APRA General Manager, Regulatory Affairs and Licensing Melisande Waterford - Speech to the Future Banking Forum 2019
Regulating challenger banks: Balancing objectives and outcomes
APRA General Manager, Regulatory Affairs and Licensing Melisande Waterford - Speech to the Future Banking Forum 2019.
Thank you for the opportunity to talk to you today.
Setting up a challenger bank is – for want of a better word – challenging. It’s challenging for the founders and it’s challenging for APRA too. Today I’m going to examine those challenges from both perspectives.
For APRA, it’s a good time to pause and reflect back on our experiences over the last couple of years. What could be characterised as the ‘first wave’ of challenger bank applicants – Volt, Xinja, Judo and 86 400 – have now all achieved a full, unrestricted authorised deposit-taking institution (ADI) licence. Subsequent applicants are in various stages of passing through the process as I speak. What have we learned along the way? And what are our hopes for the future?

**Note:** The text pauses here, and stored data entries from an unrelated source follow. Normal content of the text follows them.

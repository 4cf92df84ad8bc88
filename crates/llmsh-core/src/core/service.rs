//! The inference service: one supervised server, one conversation.
//!
//! ```text
//! Stopped ──start──▶ Starting ──ready──▶ Ready
//!    ▲                  │                  │
//!    └──── failure ─────┘                  │
//!    └──── close / connection lost ────────┘
//! ```
//!
//! `Stopped` always means no server process is held.

use std::fmt;
use std::time::Duration;

use anyhow::{Context, Result};

use crate::config::{Config, RequestConfig, ServerConfig};
use crate::core::session::ConversationSession;
use crate::prompts::resolve_system_prompt;
use crate::providers::{ChatCompletionsClient, ClientError, Role};
use crate::server::{LaunchArgs, ProcessSupervisor, ReadinessProbe, ServerHandle, StartupError};

#[derive(Debug, Clone, Copy, PartialEq, Eq)]
pub enum ServiceState {
    Stopped,
    Starting,
    Ready,
}

impl fmt::Display for ServiceState {
    fn fmt(&self, f: &mut fmt::Formatter<'_>) -> fmt::Result {
        let name = match self {
            ServiceState::Stopped => "stopped",
            ServiceState::Starting => "starting",
            ServiceState::Ready => "ready",
        };
        f.write_str(name)
    }
}

/// Why a `send` produced no reply.
#[derive(Debug)]
pub enum SendError {
    /// The service is not `Ready`; nothing was sent or recorded.
    NotReady,
    Client(ClientError),
}

impl SendError {
    /// True when the server was lost and the service is now stopped.
    pub fn stopped_service(&self) -> bool {
        match self {
            SendError::NotReady => true,
            SendError::Client(err) => err.is_connection_lost(),
        }
    }
}

impl fmt::Display for SendError {
    fn fmt(&self, f: &mut fmt::Formatter<'_>) -> fmt::Result {
        match self {
            SendError::NotReady => {
                write!(f, "LLM server is not running; start the server first")
            }
            SendError::Client(err) if err.is_connection_lost() => {
                write!(f, "{err} (server stopped; start it again to continue)")
            }
            SendError::Client(err) => write!(f, "{err}"),
        }
    }
}

impl std::error::Error for SendError {
    fn source(&self) -> Option<&(dyn std::error::Error + 'static)> {
        match self {
            SendError::NotReady => None,
            SendError::Client(err) => Some(err),
        }
    }
}

impl From<ClientError> for SendError {
    fn from(err: ClientError) -> Self {
        SendError::Client(err)
    }
}

/// Holds the state at `Starting` while a start is in flight.
///
/// Unless marked ready, dropping it puts the state back to `Stopped`, so a
/// start that fails or whose future is dropped never leaves `Starting`
/// behind. The half-started [`ServerHandle`] is killed by its own `Drop`.
struct StartingGuard<'a> {
    state: &'a mut ServiceState,
}

impl<'a> StartingGuard<'a> {
    fn enter(state: &'a mut ServiceState) -> Self {
        *state = ServiceState::Starting;
        Self { state }
    }

    fn ready(&mut self) {
        *self.state = ServiceState::Ready;
    }
}

impl Drop for StartingGuard<'_> {
    fn drop(&mut self) {
        if *self.state == ServiceState::Starting {
            *self.state = ServiceState::Stopped;
        }
    }
}

/// Composes supervisor, readiness probe, client and session behind
/// `start`/`send`/`close`.
///
/// The held [`ServerHandle`] kills its process group if the service is
/// dropped without `close`, so every exit path releases the server.
#[derive(Debug)]
pub struct InferenceService {
    server: ServerConfig,
    request: RequestConfig,
    system_prompt: String,
    supervisor: ProcessSupervisor,
    probe: ReadinessProbe,
    client: ChatCompletionsClient,
    session: ConversationSession,
    handle: Option<ServerHandle>,
    state: ServiceState,
}

impl InferenceService {
    /// Builds a stopped service from `config`.
    ///
    /// # Errors
    /// Returns an error if the HTTP clients cannot be constructed.
    pub fn new(config: &Config) -> Result<Self> {
        Self::with_supervisor(config, ProcessSupervisor::new())
    }

    /// # Errors
    /// Returns an error if the HTTP clients cannot be constructed.
    pub fn with_supervisor(config: &Config, supervisor: ProcessSupervisor) -> Result<Self> {
        let base_url = config.server.base_url();
        let probe =
            ReadinessProbe::new(&base_url).context("Failed to build health check client")?;
        let client =
            ChatCompletionsClient::new(&base_url).context("Failed to build completions client")?;

        Ok(Self {
            server: config.server.clone(),
            request: config.request,
            system_prompt: resolve_system_prompt(config.system_prompt.as_deref()),
            supervisor,
            probe,
            client,
            session: ConversationSession::new(),
            handle: None,
            state: ServiceState::Stopped,
        })
    }

    /// Overrides the delay between health checks.
    #[must_use]
    pub fn with_probe_interval(mut self, interval: Duration) -> Self {
        self.probe = self.probe.with_interval(interval);
        self
    }

    pub fn state(&self) -> ServiceState {
        self.state
    }

    pub fn is_ready(&self) -> bool {
        self.state == ServiceState::Ready
    }

    pub fn server_pid(&self) -> Option<u32> {
        self.handle.as_ref().map(ServerHandle::pid)
    }

    pub fn base_url(&self) -> &str {
        self.client.base_url()
    }

    pub fn session(&self) -> &ConversationSession {
        &self.session
    }

    pub fn session_mut(&mut self) -> &mut ConversationSession {
        &mut self.session
    }

    /// Launches the server and waits until it answers health checks.
    ///
    /// Does nothing when already `Ready`. On failure the partially started
    /// process is torn down and the service is left `Stopped`.
    ///
    /// # Errors
    /// Any [`StartupError`].
    pub async fn start(&mut self) -> Result<(), StartupError> {
        if self.state == ServiceState::Ready {
            return Ok(());
        }
        let mut starting = StartingGuard::enter(&mut self.state);

        let args = LaunchArgs::from(&self.server);
        let model_name = args.model_path.file_name().map_or_else(
            || args.model_path.display().to_string(),
            |name| name.to_string_lossy().into_owned(),
        );
        tracing::info!(model = %model_name, address = %args.base_url(), "starting LLM server");

        let mut handle = self.supervisor.start(&args).inspect_err(|err| {
            tracing::error!(%err, "failed to start LLM server");
        })?;

        let timeout = self.server.readiness_timeout();
        if !self.probe.wait(timeout).await {
            tracing::error!(
                pid = handle.pid(),
                timeout_secs = timeout.as_secs(),
                "LLM server did not become ready"
            );
            ProcessSupervisor::terminate(&mut handle, self.server.shutdown_grace()).await;
            return Err(StartupError::ReadinessTimeout(timeout));
        }

        tracing::info!(pid = handle.pid(), "LLM server ready");
        self.handle = Some(handle);
        starting.ready();
        Ok(())
    }

    /// Sends `text` as the next user turn and returns the assistant reply.
    ///
    /// `on_delta` sees each streamed fragment as it arrives. The user turn is
    /// recorded before the request goes out; the assistant turn only on
    /// success. A lost connection stops the server and the service.
    ///
    /// # Errors
    /// `NotReady` without side effects when the service is not `Ready`;
    /// `Client` for request failures.
    pub async fn send<F>(&mut self, text: &str, on_delta: F) -> Result<String, SendError>
    where
        F: FnMut(&str),
    {
        if self.state != ServiceState::Ready {
            return Err(SendError::NotReady);
        }

        self.session.append(Role::User, text);
        let messages = self.session.build_request_messages(&self.system_prompt);

        match self.client.send(&messages, &self.request, on_delta).await {
            Ok(reply) => {
                self.session.append(Role::Assistant, reply.clone());
                Ok(reply)
            }
            Err(err) if err.is_connection_lost() => {
                tracing::error!(%err, "lost connection to LLM server; stopping it");
                self.release().await;
                self.state = ServiceState::Stopped;
                Err(SendError::Client(err))
            }
            Err(err) => {
                tracing::warn!(%err, "completion request failed");
                Err(SendError::Client(err))
            }
        }
    }

    /// Stops the server. Safe to call any number of times.
    pub async fn close(&mut self) {
        self.release().await;
        self.state = ServiceState::Stopped;
    }

    async fn release(&mut self) {
        if let Some(mut handle) = self.handle.take() {
            ProcessSupervisor::terminate(&mut handle, self.server.shutdown_grace()).await;
        }
    }
}
//! Built-in prompts.

/// System prompt sent ahead of every conversation unless overridden in config.
pub const DEFAULT_SYSTEM_PROMPT: &str = "You are a smart command-line assistant running on a Linux system. \
You help the user understand the output of system commands, analyze file contents and explain code. \
Keep your answers concise and clear.";

/// Picks the configured system prompt, falling back to the built-in one.
///
/// Blank overrides count as unset.
pub fn resolve_system_prompt(configured: Option<&str>) -> String {
    match configured {
        Some(prompt) if !prompt.trim().is_empty() => prompt.trim().to_string(),
        _ => DEFAULT_SYSTEM_PROMPT.to_string(),
    }
}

My theme for today is ‘balancing objectives and outcomes’. That’s something that’s top of mind for the APRA Licensing unit on a daily basis, and it is APRA’s standard approach to regulation generally. Indeed the Australian Prudential Regulation Authority Act (1998) states that:
“In performing and exercising its functions and powers, APRA is to balance the objectives of financial safety and efficiency, competition, contestability and competitive neutrality and, in balancing these objectives, is to promote financial system stability in Australia.”
So balancing objectives is a core part of what we do. But nowhere else in APRA are the potentially competing objectives of financial safety on the one hand, and competition and contestability on the other, so stark and so obvious. Put simply: we want to encourage innovation; to welcome new entrants into the industry; to support competition. But we don’t want to lower our standards and create risks for deposit-holders in order to do so. This is not just APRA’s view in isolation. There is no sign that the community is willing to accept a higher risk with their deposits. The community expects all banks to be very safe.
It’s worth reminding ourselves that the statutory obligation to obtain a licence before commencing banking business is intended by design to act as a barrier to entry. There’s a very good reason why only people with a pilot’s licence are allowed to fly an aeroplane. And there’s an equally good reason why no-one is allowed to simply set themselves up as a bank and start taking deposits. We believe that taking deposits is a weighty responsibility, and we are unapologetic about setting high standards for people who wish to do so.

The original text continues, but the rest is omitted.